Your objective: Check each line of the entries. Copy the ones that contain the string "Upper".

Data records:
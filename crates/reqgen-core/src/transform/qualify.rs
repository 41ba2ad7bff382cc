use std::collections::HashSet;

/// Rewrite bare type names that match generated declarations into
/// namespaced references (`Pet` -> `Types.Pet`).
///
/// Works on rendered type expressions, so it must not touch quoted string
/// literals (enum unions), members already behind a dot, or object-literal
/// keys that happen to share a declaration's name.
pub fn qualify_type(expr: &str, names: &HashSet<String>, prefix: &str) -> String {
    let chars: Vec<char> = expr.chars().collect();
    let mut out = String::with_capacity(expr.len());
    let mut i = 0;
    let mut in_string: Option<char> = None;
    let mut prev_significant: Option<char> = None;

    while i < chars.len() {
        let ch = chars[i];

        if let Some(quote) = in_string {
            out.push(ch);
            if ch == '\\' && i + 1 < chars.len() {
                out.push(chars[i + 1]);
                i += 2;
                continue;
            }
            if ch == quote {
                in_string = None;
            }
            i += 1;
            continue;
        }

        if ch == '"' || ch == '\'' || ch == '`' {
            in_string = Some(ch);
            out.push(ch);
            prev_significant = Some(ch);
            i += 1;
            continue;
        }

        if ch.is_ascii_alphabetic() || ch == '_' || ch == '$' {
            let start = i;
            while i < chars.len()
                && (chars[i].is_ascii_alphanumeric() || chars[i] == '_' || chars[i] == '$')
            {
                i += 1;
            }
            let ident: String = chars[start..i].iter().collect();
            let after_dot = prev_significant == Some('.');
            if names.contains(&ident) && !after_dot && !is_key_position(&chars, i) {
                out.push_str(prefix);
            }
            out.push_str(&ident);
            prev_significant = Some('i');
            continue;
        }

        out.push(ch);
        if !ch.is_whitespace() {
            prev_significant = Some(ch);
        }
        i += 1;
    }

    out
}

/// An identifier directly followed by `:` (or `?:`) is an object-literal
/// key, not a type reference.
fn is_key_position(chars: &[char], mut i: usize) -> bool {
    while i < chars.len() && chars[i].is_whitespace() {
        i += 1;
    }
    if i < chars.len() && chars[i] == '?' {
        i += 1;
        while i < chars.len() && chars[i].is_whitespace() {
            i += 1;
        }
    }
    i < chars.len() && chars[i] == ':'
}
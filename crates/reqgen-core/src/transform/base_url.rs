use crate::config::BaseUrl;
use crate::ir::Variable;
use crate::openapi::Swagger;

/// Resolve the exported `baseURL` constant for a run, if any.
///
/// An explicit config value wins; `baseURL: false` suppresses the constant
/// entirely and leaves generated URLs relative. Otherwise the value is
/// derived from the document's scheme + host + basePath, preferring https
/// when several schemes are declared. Normalized v3 documents carry full
/// URLs in `schemes`; an entry containing `://` is taken verbatim instead
/// of being recombined with host. The result always ends with exactly one
/// `/` so path templates can concatenate without doubling slashes.
pub fn transform_base_url(spec: &Swagger, config: Option<&BaseUrl>) -> Option<Variable> {
    let url = match config {
        Some(BaseUrl::Enabled(false)) => return None,
        Some(BaseUrl::Value(value)) => normalize_trailing_slash(value),
        Some(BaseUrl::Enabled(true)) | None => derive_from_spec(spec)?,
    };
    Some(Variable {
        name: "baseURL".to_string(),
        type_expr: None,
        value: serde_json::Value::String(url).to_string(),
        export: true,
    })
}

fn derive_from_spec(spec: &Swagger) -> Option<String> {
    let scheme = spec
        .schemes
        .iter()
        .find(|s| s.starts_with("https"))
        .or_else(|| spec.schemes.first())?;

    if scheme.contains("://") {
        return Some(normalize_trailing_slash(scheme));
    }

    let host = spec.host.as_deref()?;
    let base_path = spec.base_path.as_deref().unwrap_or("");
    Some(normalize_trailing_slash(&format!("{scheme}://{host}{base_path}")))
}

fn normalize_trailing_slash(url: &str) -> String {
    format!("{}/", url.trim_end_matches('/'))
}
/// Option-bag slot names, one per parameter location.
///
/// The slot name doubles as the generated function's parameter name and as
/// the key the parser first writes into the call options, so presets that
/// pass straight through (axios `params`/`data`) override these and skip
/// any later rewrite.
#[derive(Debug, Clone, Copy, PartialEq, Eq)]
pub struct SlotNames {
    pub path: &'static str,
    pub query: &'static str,
    pub body: &'static str,
    pub headers: &'static str,
}

impl Default for SlotNames {
    fn default() -> Self {
        SlotNames {
            path: "paths",
            query: "query",
            body: "body",
            headers: "headers",
        }
    }
}

/// How the client function is invoked.
#[derive(Debug, Clone, Copy, PartialEq, Eq)]
pub enum CallShape {
    /// `callee({ method, url, ... })` — the URL rides inside the options.
    OptionsOnly,
    /// `callee(url, { method, ... })`.
    UrlAndOptions,
}

/// Casing of the method value in the option bag.
#[derive(Debug, Clone, Copy, PartialEq, Eq)]
pub enum MethodFormat {
    Lower,
    Upper,
}

impl MethodFormat {
    pub fn render(self, method: &str) -> String {
        match self {
            MethodFormat::Lower => method.to_lowercase(),
            MethodFormat::Upper => method.to_uppercase(),
        }
    }
}

/// What to do with the grouped query parameter.
#[derive(Debug, Clone, Copy, PartialEq, Eq)]
pub enum QueryStrategy {
    /// The client accepts the object under the slot name as-is.
    Options,
    /// Re-key under `key`, wrapped in `new URLSearchParams(...)`.
    SearchParams { key: &'static str },
    /// The client has no query option; append a search-string expression
    /// to the URL instead.
    UrlSuffix,
}

/// What to do with the grouped body parameter.
#[derive(Debug, Clone, Copy, PartialEq, Eq)]
pub enum BodyStrategy {
    /// The client serializes objects itself; pass under the slot name.
    Options,
    /// Re-key under `key` (ky/got style `json` option).
    Rename { key: &'static str },
    /// The client sends bytes; wrap in `JSON.stringify(...)`.
    Stringify,
}

/// The import statement pulling in the HTTP helper, absent for global
/// `fetch`.
#[derive(Debug, Clone, PartialEq, Eq)]
pub struct HttpImport {
    pub default_name: Option<&'static str>,
    pub named: &'static [&'static str],
    /// Named imports that are types (`import axios, { type AxiosResponse }`).
    pub type_named: &'static [&'static str],
    pub from: &'static str,
}

/// The trailing per-call options parameter spread into the option bag.
#[derive(Debug, Clone, Copy, PartialEq, Eq)]
pub struct ConfigParam {
    pub name: &'static str,
    pub type_expr: &'static str,
}

/// A named bundle of emission choices targeting one HTTP client style.
///
/// Presets are plain data: the pipeline stages read them, nothing mutates
/// them, and the registry hands out the same definitions for every run.
#[derive(Debug, Clone, PartialEq)]
pub struct Preset {
    pub name: &'static str,
    pub http_import: Option<HttpImport>,
    /// The call target: `axios.request`, `fetch`, `ky`, ...
    pub callee: &'static str,
    pub call_shape: CallShape,
    pub method_format: MethodFormat,
    pub slots: SlotNames,
    pub query: QueryStrategy,
    pub body: BodyStrategy,
    /// Whether generated calls carry an explicit `Content-Type` header.
    pub content_type_header: bool,
    /// Response type wrapper; a standalone `T` marks where the narrowed
    /// response type is substituted.
    pub response_wrapper: &'static str,
    pub config_param: Option<ConfigParam>,
    /// Emit query hooks into the api scope (swr).
    pub hooks: bool,
}

/// A fetch-flavored preset for exercising the pipeline in unit tests.
#[cfg(test)]
pub(crate) fn test_preset() -> Preset {
    Preset {
        name: "fetch",
        http_import: None,
        callee: "fetch",
        call_shape: CallShape::UrlAndOptions,
        method_format: MethodFormat::Upper,
        slots: SlotNames::default(),
        query: QueryStrategy::UrlSuffix,
        body: BodyStrategy::Stringify,
        content_type_header: true,
        response_wrapper: "Promise<Response>",
        config_param: Some(ConfigParam {
            name: "init",
            type_expr: "RequestInit",
        }),
        hooks: false,
    }
}
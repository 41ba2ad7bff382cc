use crate::ir::{requiredness_of, Requiredness, StatementField};
use crate::literal::LiteralField;
use crate::preset::BodyStrategy;

/// Adapt the grouped body parameter to the target client's body option.
///
/// `Stringify` wraps the value in `JSON.stringify(...)` for clients that
/// send raw bytes, with an `|| {}` fallback when the parameter is optional.
/// `Rename` re-keys it under the client's serializing option (`json` for
/// ky/got). A `FormData` body is always passed through untouched, and `any`
/// is never stringified. Absent slot: no-op.
pub fn transform_body_stringify(
    options: &mut [LiteralField],
    fields: &[StatementField],
    slot: &str,
    strategy: BodyStrategy,
) {
    let requiredness = requiredness_of(fields, slot);
    if requiredness == Requiredness::Absent {
        return;
    }

    let body_type = fields
        .iter()
        .find(|f| f.name == slot)
        .and_then(|f| f.type_expr.as_deref())
        .unwrap_or("any");
    if body_type == "FormData" {
        return;
    }

    let entry = options
        .iter_mut()
        .find(|f| matches!(f, LiteralField::Shorthand(name) if name == slot));
    let Some(entry) = entry else { return };

    match strategy {
        BodyStrategy::Options => {}
        BodyStrategy::Rename { key } => {
            *entry = LiteralField::pair(key, slot);
        }
        BodyStrategy::Stringify => {
            if body_type == "any" {
                return;
            }
            let value = if requiredness.is_optional() {
                format!("JSON.stringify({slot} || {{}})")
            } else {
                format!("JSON.stringify({slot})")
            };
            *entry = LiteralField::pair(slot, value);
        }
    }
}

#[cfg(test)]
mod tests {
    use super::*;

    fn body_field(type_expr: &str, optional: bool) -> Vec<StatementField> {
        let field = StatementField::new("body", type_expr);
        vec![if optional { field.optional() } else { field }]
    }

    fn body_options() -> Vec<LiteralField> {
        vec![
            LiteralField::Shorthand("body".to_string()),
            LiteralField::Spread("init".to_string()),
        ]
    }

    #[test]
    fn test_absent_body_is_a_no_op() {
        let mut options = vec![LiteralField::Spread("init".to_string())];
        let before = options.clone();
        transform_body_stringify(&mut options, &[], "body", BodyStrategy::Stringify);
        assert_eq!(options, before);
    }

    #[test]
    fn test_stringify_wraps_body() {
        let mut options = body_options();
        transform_body_stringify(
            &mut options,
            &body_field("Pet", false),
            "body",
            BodyStrategy::Stringify,
        );
        assert_eq!(options[0], LiteralField::pair("body", "JSON.stringify(body)"));
    }

    #[test]
    fn test_stringify_optional_gets_fallback() {
        let mut options = body_options();
        transform_body_stringify(
            &mut options,
            &body_field("Pet", true),
            "body",
            BodyStrategy::Stringify,
        );
        assert_eq!(
            options[0],
            LiteralField::pair("body", "JSON.stringify(body || {})")
        );
    }

    #[test]
    fn test_form_data_is_never_wrapped() {
        let mut options = body_options();
        let before = options.clone();
        transform_body_stringify(
            &mut options,
            &body_field("FormData", false),
            "body",
            BodyStrategy::Stringify,
        );
        assert_eq!(options, before);

        transform_body_stringify(
            &mut options,
            &body_field("FormData", false),
            "body",
            BodyStrategy::Rename { key: "json" },
        );
        assert_eq!(options, before);
    }

    #[test]
    fn test_any_is_not_stringified() {
        let mut options = body_options();
        let before = options.clone();
        transform_body_stringify(
            &mut options,
            &body_field("any", false),
            "body",
            BodyStrategy::Stringify,
        );
        assert_eq!(options, before);
    }

    #[test]
    fn test_rename_rekeys_body() {
        let mut options = body_options();
        transform_body_stringify(
            &mut options,
            &body_field("Pet", true),
            "body",
            BodyStrategy::Rename { key: "json" },
        );
        assert_eq!(options[0], LiteralField::pair("json", "body"));
    }
}
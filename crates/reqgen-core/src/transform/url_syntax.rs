use crate::naming::is_identifier;

/// One piece of the URL under construction: verbatim text or a JavaScript
/// expression to interpolate.
///
/// Keeping the URL structured until the final render is what lets the
/// syntax decision distinguish placeholders this pipeline injected from
/// `${`/backtick characters that were literally part of a path.
#[derive(Debug, Clone, PartialEq)]
pub enum UrlPart {
    Literal(String),
    Expr(String),
}

/// The URL expression being assembled for one operation.
#[derive(Debug, Clone, Default, PartialEq)]
pub struct UrlDraft {
    pub parts: Vec<UrlPart>,
}

impl UrlDraft {
    /// Split a raw `/pet/{petId}` template into parts, substituting an
    /// option-bag access for each declared path parameter. Placeholders
    /// that name no declared parameter stay literal, so a sloppy document
    /// degrades visibly instead of producing a broken access.
    pub fn from_template(template: &str, path_slot: &str, path_params: &[String]) -> Self {
        let mut parts = Vec::new();
        let mut literal = String::new();
        let mut rest = template;

        while let Some(open) = rest.find('{') {
            literal.push_str(&rest[..open]);
            let after = &rest[open + 1..];
            match after.find('}') {
                Some(close) => {
                    let name = &after[..close];
                    if path_params.iter().any(|p| p == name) {
                        if !literal.is_empty() {
                            parts.push(UrlPart::Literal(std::mem::take(&mut literal)));
                        }
                        parts.push(UrlPart::Expr(slot_access(path_slot, name)));
                    } else {
                        literal.push('{');
                        literal.push_str(name);
                        literal.push('}');
                    }
                    rest = &after[close + 1..];
                }
                None => {
                    literal.push('{');
                    rest = after;
                }
            }
        }
        literal.push_str(rest);
        if !literal.is_empty() {
            parts.push(UrlPart::Literal(literal));
        }
        UrlDraft { parts }
    }

    /// Prepend the `baseURL` constant and drop the path's leading slash so
    /// the rendered URL never contains `//`.
    pub fn prefix_base_url(&mut self) {
        if let Some(UrlPart::Literal(first)) = self.parts.first_mut() {
            if let Some(stripped) = first.strip_prefix('/') {
                *first = stripped.to_string();
            }
            if first.is_empty() {
                self.parts.remove(0);
            }
        }
        self.parts.insert(0, UrlPart::Expr("baseURL".to_string()));
    }

    pub fn push_literal(&mut self, text: impl Into<String>) {
        self.parts.push(UrlPart::Literal(text.into()));
    }

    pub fn push_expr(&mut self, expr: impl Into<String>) {
        self.parts.push(UrlPart::Expr(expr.into()));
    }

    pub fn is_dynamic(&self) -> bool {
        self.parts.iter().any(|p| matches!(p, UrlPart::Expr(_)))
    }
}

/// `paths.petId`, or `paths["pet-id"]` when the name cannot be a member
/// access.
fn slot_access(slot: &str, name: &str) -> String {
    if is_identifier(name) {
        format!("{slot}.{name}")
    } else {
        format!("{slot}[{}]", serde_json::Value::String(name.to_string()))
    }
}

/// Render the draft as a JavaScript expression: a plain string literal when
/// nothing is interpolated, a template literal when the literal text is
/// template-safe, and otherwise a `[...].filter(Boolean).join("/")` build
/// that quotes each static segment individually.
pub fn transform_url_syntax(draft: &UrlDraft) -> String {
    if !draft.is_dynamic() {
        let text: String = draft
            .parts
            .iter()
            .map(|p| match p {
                UrlPart::Literal(text) => text.as_str(),
                UrlPart::Expr(_) => unreachable!(),
            })
            .collect();
        return serde_json::Value::String(text).to_string();
    }

    let template_safe = draft.parts.iter().all(|p| match p {
        UrlPart::Literal(text) => {
            !text.contains('`') && !text.contains("${") && !text.contains('\\')
        }
        UrlPart::Expr(_) => true,
    });

    if template_safe {
        let mut out = String::from("`");
        for part in &draft.parts {
            match part {
                UrlPart::Literal(text) => out.push_str(text),
                UrlPart::Expr(expr) => {
                    out.push_str("${");
                    out.push_str(expr);
                    out.push('}');
                }
            }
        }
        out.push('`');
        return out;
    }

    let mut segments: Vec<String> = Vec::new();
    for part in &draft.parts {
        match part {
            UrlPart::Literal(text) => {
                for chunk in text.split('/').filter(|c| !c.is_empty()) {
                    segments.push(serde_json::Value::String(chunk.to_string()).to_string());
                }
            }
            UrlPart::Expr(expr) => segments.push(expr.clone()),
        }
    }
    format!("[{}].filter(Boolean).join(\"/\")", segments.join(", "))
}

#[cfg(test)]
mod tests {
    use super::*;

    #[test]
    fn test_static_path_renders_plain_string() {
        let draft = UrlDraft::from_template("/pets", "paths", &[]);
        assert_eq!(transform_url_syntax(&draft), "\"/pets\"");
    }

    #[test]
    fn test_dynamic_path_renders_template() {
        let params = vec!["id".to_string()];
        let mut draft = UrlDraft::from_template("/pets/{id}", "paths", &params);
        draft.prefix_base_url();
        assert_eq!(
            transform_url_syntax(&draft),
            "`${baseURL}pets/${paths.id}`"
        );
    }

    #[test]
    fn test_base_url_alone() {
        let mut draft = UrlDraft::from_template("/", "paths", &[]);
        draft.prefix_base_url();
        assert_eq!(transform_url_syntax(&draft), "`${baseURL}`");
    }

    #[test]
    fn test_non_identifier_param_uses_index_access() {
        let params = vec!["pet-id".to_string()];
        let draft = UrlDraft::from_template("/pets/{pet-id}", "paths", &params);
        assert_eq!(
            transform_url_syntax(&draft),
            "`/pets/${paths[\"pet-id\"]}`"
        );
    }

    #[test]
    fn test_undeclared_placeholder_stays_literal() {
        let draft = UrlDraft::from_template("/pets/{id}", "paths", &[]);
        assert_eq!(transform_url_syntax(&draft), "\"/pets/{id}\"");
    }

    #[test]
    fn test_backtick_in_path_takes_join_fallback() {
        let params = vec!["id".to_string()];
        let draft = UrlDraft::from_template("/pet`s/{id}", "paths", &params);
        assert_eq!(
            transform_url_syntax(&draft),
            "[\"pet`s\", paths.id].filter(Boolean).join(\"/\")"
        );
    }

    #[test]
    fn test_dollar_brace_in_path_takes_join_fallback() {
        let params = vec!["id".to_string()];
        let draft = UrlDraft::from_template("/v1/${env}/pets/{id}", "paths", &params);
        assert_eq!(
            transform_url_syntax(&draft),
            "[\"v1\", \"${env}\", \"pets\", paths.id].filter(Boolean).join(\"/\")"
        );
    }

    #[test]
    fn test_appended_query_suffix() {
        let mut draft = UrlDraft::from_template("/pets", "paths", &[]);
        draft.push_literal("?");
        draft.push_expr("new URLSearchParams(Object.entries(query || {}))");
        assert_eq!(
            transform_url_syntax(&draft),
            "`/pets?${new URLSearchParams(Object.entries(query || {}))}`"
        );
    }
}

Exercise output:
    Upper,
            MethodFormat::Upper => method.to_uppercase(),
        method_format: MethodFormat::Upper,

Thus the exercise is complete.